Pinheiros ganha mural com 400 rostos e mostra a força de sua comunidade
Pinheiros centraliza as contradições de São Paulo. Com o sol a pino, a correria de quem está cruzando a cidade imerso em sua própria necessidade de sobrevivência. Quando a lua chega, a comunhão boêmia que enche os bares de risadas altas, cerveja gelada, forró e hip hop, sem distinção de classe social. De segunda a sexta, mistura moradores e comerciantes antigos, feirantes, botecos fuleiros, adolescentes em patinetes elétricos e executivos de terno e gravata. Aos finais de semana, ferve cultura com ocupações, eventos e pessoas na rua.
Inspirado por caminhadas pela cidade, pessoas e histórias reais, o artista visual Guilherme Kramer cria um espelho cultural do que encontra nas ruas em sua arte nos muros. Neste final de semana, ele encerrou um mural de cerca de 8 metros de altura atrás do Largo da Batata, na rua Fernão Dias, o novo centro boêmio da região com retratos de cerca de 400 personas, reais e imaginárias, um retrato fiel da força da comunidade na região.
"Busco cartografias faciais, características individuais pra construir essas grandes multidões", explica em entrevista ao Asfalto. "A inspiração vem de muita coisa, da própria arquitetura caótica, os pisos fragmentados. A construção das pessoas e desses personagens são mixadas com muitas coisas."
Desbravar a cidade para criar outras realidades
O convite surgiu com o lançamento de um empreendimento na região no que antes era um terreno ocioso de frente para a Guaicus. "Meu trabalho tem uma característica forte de alteridade, de respeito ao próximo. Estou sempre dialogando. Você se ver no outro é algo muito importante numa cidade tão grande como São Paulo."

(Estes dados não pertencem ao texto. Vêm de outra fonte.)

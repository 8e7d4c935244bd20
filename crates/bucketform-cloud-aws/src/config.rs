//! Provider configuration
//!
//! The host passes the provider block as a JSON object. Fields left unset
//! there fall back to environment variables, and anything still unset is
//! resolved by the AWS default chain (profile, IMDS, ...).

use crate::error::{AwsError, Result};
use bucketform_cloud::StateValue;
use serde::{Deserialize, Serialize};

pub const ENV_REGION: &str = "BUCKETFORM_REGION";
pub const ENV_AWS_REGION: &str = "AWS_REGION";
pub const ENV_ENDPOINT_URL: &str = "BUCKETFORM_ENDPOINT_URL";
pub const ENV_FORCE_PATH_STYLE: &str = "BUCKETFORM_FORCE_PATH_STYLE";

/// S3 provider configuration
#[derive(Debug, Clone, Default, PartialEq, Eq, Serialize, Deserialize)]
#[serde(deny_unknown_fields)]
pub struct ProviderConfig {
    /// AWS region, e.g. `eu-west-1`
    #[serde(default)]
    pub region: Option<String>,

    /// Custom endpoint for S3-compatible services (MinIO, Ceph, LocalStack)
    #[serde(default)]
    pub endpoint_url: Option<String>,

    /// Address buckets as `endpoint/bucket` instead of `bucket.endpoint`
    #[serde(default)]
    pub force_path_style: Option<bool>,
}

impl ProviderConfig {
    /// Decode the provider block handed over by the host
    pub fn from_state(value: &StateValue) -> Result<Self> {
        let config: Self = value
            .get()
            .map_err(|e| AwsError::InvalidConfig(e.to_string()))?;
        config.validate()?;
        Ok(config)
    }

    /// Read configuration from environment variables only
    pub fn from_env() -> Result<Self> {
        let region = std::env::var(ENV_REGION)
            .or_else(|_| std::env::var(ENV_AWS_REGION))
            .ok()
            .filter(|v| !v.is_empty());
        let endpoint_url = std::env::var(ENV_ENDPOINT_URL)
            .ok()
            .filter(|v| !v.is_empty());
        let force_path_style = match std::env::var(ENV_FORCE_PATH_STYLE) {
            Ok(v) if !v.is_empty() => Some(parse_bool(ENV_FORCE_PATH_STYLE, &v)?),
            _ => None,
        };

        let config = Self {
            region,
            endpoint_url,
            force_path_style,
        };
        config.validate()?;
        Ok(config)
    }

    /// Fill fields left unset with values from the environment
    pub fn merge_env(self) -> Result<Self> {
        let env = Self::from_env()?;
        Ok(Self {
            region: self.region.or(env.region),
            endpoint_url: self.endpoint_url.or(env.endpoint_url),
            force_path_style: self.force_path_style.or(env.force_path_style),
        })
    }

    pub fn validate(&self) -> Result<()> {
        if let Some(region) = &self.region {
            if region.trim().is_empty() {
                return Err(AwsError::InvalidConfig("region must not be empty".to_string()));
            }
        }

        if let Some(endpoint) = &self.endpoint_url {
            if !endpoint.starts_with("http://") && !endpoint.starts_with("https://") {
                return Err(AwsError::InvalidConfig(format!(
                    "endpoint_url must start with http:// or https://, got '{}'",
                    endpoint
                )));
            }
        }

        Ok(())
    }
}

fn parse_bool(var: &str, value: &str) -> Result<bool> {
    match value.to_ascii_lowercase().as_str() {
        "1" | "true" | "yes" => Ok(true),
        "0" | "false" | "no" => Ok(false),
        other => Err(AwsError::InvalidConfig(format!(
            "{} must be a boolean, got '{}'",
            var, other
        ))),
    }
}

#[cfg(test)]
mod tests {
    use super::*;
    use serde_json::json;
    use serial_test::serial;

    const ALL_VARS: [&str; 4] = [
        ENV_REGION,
        ENV_AWS_REGION,
        ENV_ENDPOINT_URL,
        ENV_FORCE_PATH_STYLE,
    ];

    fn cleared() -> Vec<(&'static str, Option<&'static str>)> {
        ALL_VARS.iter().map(|v| (*v, None)).collect()
    }

    #[test]
    fn test_from_state() {
        let value = StateValue::new(json!({
            "region": "eu-west-1",
            "endpoint_url": "http://localhost:9000",
            "force_path_style": true
        }));
        let config = ProviderConfig::from_state(&value).unwrap();
        assert_eq!(config.region.as_deref(), Some("eu-west-1"));
        assert_eq!(config.endpoint_url.as_deref(), Some("http://localhost:9000"));
        assert_eq!(config.force_path_style, Some(true));
    }

    #[test]
    fn test_from_state_rejects_unknown_field() {
        let value = StateValue::new(json!({ "regoin": "eu-west-1" }));
        assert!(matches!(
            ProviderConfig::from_state(&value),
            Err(AwsError::InvalidConfig(_))
        ));
    }

    #[test]
    fn test_invalid_endpoint() {
        let value = StateValue::new(json!({ "endpoint_url": "localhost:9000" }));
        let err = ProviderConfig::from_state(&value).unwrap_err();
        assert!(err.to_string().contains("endpoint_url must start with"));
    }

    #[test]
    #[serial]
    fn test_from_env_prefers_own_region() {
        let mut vars = cleared();
        vars[0] = (ENV_REGION, Some("ap-northeast-1"));
        vars[1] = (ENV_AWS_REGION, Some("us-west-2"));
        temp_env::with_vars(vars, || {
            let config = ProviderConfig::from_env().unwrap();
            assert_eq!(config.region.as_deref(), Some("ap-northeast-1"));
        });
    }

    #[test]
    #[serial]
    fn test_from_env_falls_back_to_aws_region() {
        let mut vars = cleared();
        vars[1] = (ENV_AWS_REGION, Some("us-west-2"));
        temp_env::with_vars(vars, || {
            let config = ProviderConfig::from_env().unwrap();
            assert_eq!(config.region.as_deref(), Some("us-west-2"));
            assert_eq!(config.endpoint_url, None);
            assert_eq!(config.force_path_style, None);
        });
    }

    #[test]
    #[serial]
    fn test_from_env_bad_bool() {
        let mut vars = cleared();
        vars[3] = (ENV_FORCE_PATH_STYLE, Some("maybe"));
        temp_env::with_vars(vars, || {
            let err = ProviderConfig::from_env().unwrap_err();
            assert!(err.to_string().contains("must be a boolean"));
        });
    }

    #[test]
    #[serial]
    fn test_merge_env_keeps_explicit_values() {
        let mut vars = cleared();
        vars[0] = (ENV_REGION, Some("us-west-2"));
        vars[2] = (ENV_ENDPOINT_URL, Some("http://minio:9000"));
        vars[3] = (ENV_FORCE_PATH_STYLE, Some("TRUE"));
        temp_env::with_vars(vars, || {
            let explicit = ProviderConfig {
                region: Some("eu-central-1".to_string()),
                ..Default::default()
            };
            let merged = explicit.merge_env().unwrap();
            assert_eq!(merged.region.as_deref(), Some("eu-central-1"));
            assert_eq!(merged.endpoint_url.as_deref(), Some("http://minio:9000"));
            assert_eq!(merged.force_path_style, Some(true));
        });
    }
}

O mural que já é um ponto de referência na região reúne também alguns dos personagens que Kramer encontrou enquanto estava pintando. Para o artista, que já chega aos milhares de rostos pintados pela cidade, acredita no poder de revitalização da arte. "O grafite tem um valor muito grande em espaços marginalizados. Revitalização é um fato muito real, estava pintando um buraco entre a Doutor Arnaldo e a Paulista, e fiz um mural grande ali dentro. Estava pintando junto com moradores em situação de rua, usuários de crack. Pintando com branco, mostrando seus rostos, eles ficaram muito felizes, ficaram realizados. No final você muda a energia."
Para ele, o grafite já é parte da cultura de São Paulo, favorecido por sua arquitetura. "A forma que a cidade foi construída, muros extensos, altos, prédios voltando as costas pras ruas, falta de iluminação. É uma cidade muito bruta e os artistas urbanos, incluindo os pixadores, usam esses espaços como grandes telas para demarcar, deixar a rua mais bonita, com mais interação com os transeuntes. Hoje, a população abraçou essa ideia de que as coisas podem ser mais suaves, cada mural é um portal que te leva para outra imaginário da cidade."
Caminhar é cura
Caminhar pela cidade é a principal forma do artista enxergar de perto suas nuances e possibilidades. "Eu me curo caminhando por São Paulo, quando fico confuso, o caminhar me coloca numa linha de pensamento. Fazer grandes travessias urbanas, chegar num novo espaço e ter um olhar inaugural de tudo. Adoro essa sensação de você voltar a um espaço na cidade e ele já não ser mais o mesmo. Você estar a primeira vez em um espaço urbano te dá uma vivacidade muito grande e uma vivência muito boa da cidade."
Kramer não é bairrista, então usa suas próprias vivências morando em diversos cantos da capital para entender esse grande mosaico cultural que ela tem se tornado. "Eu mantenho a caminhada para manter essas novas impressões, um frescor da realidade desses espaços. Vou criando outros pontos de referência e expandindo minha consciência."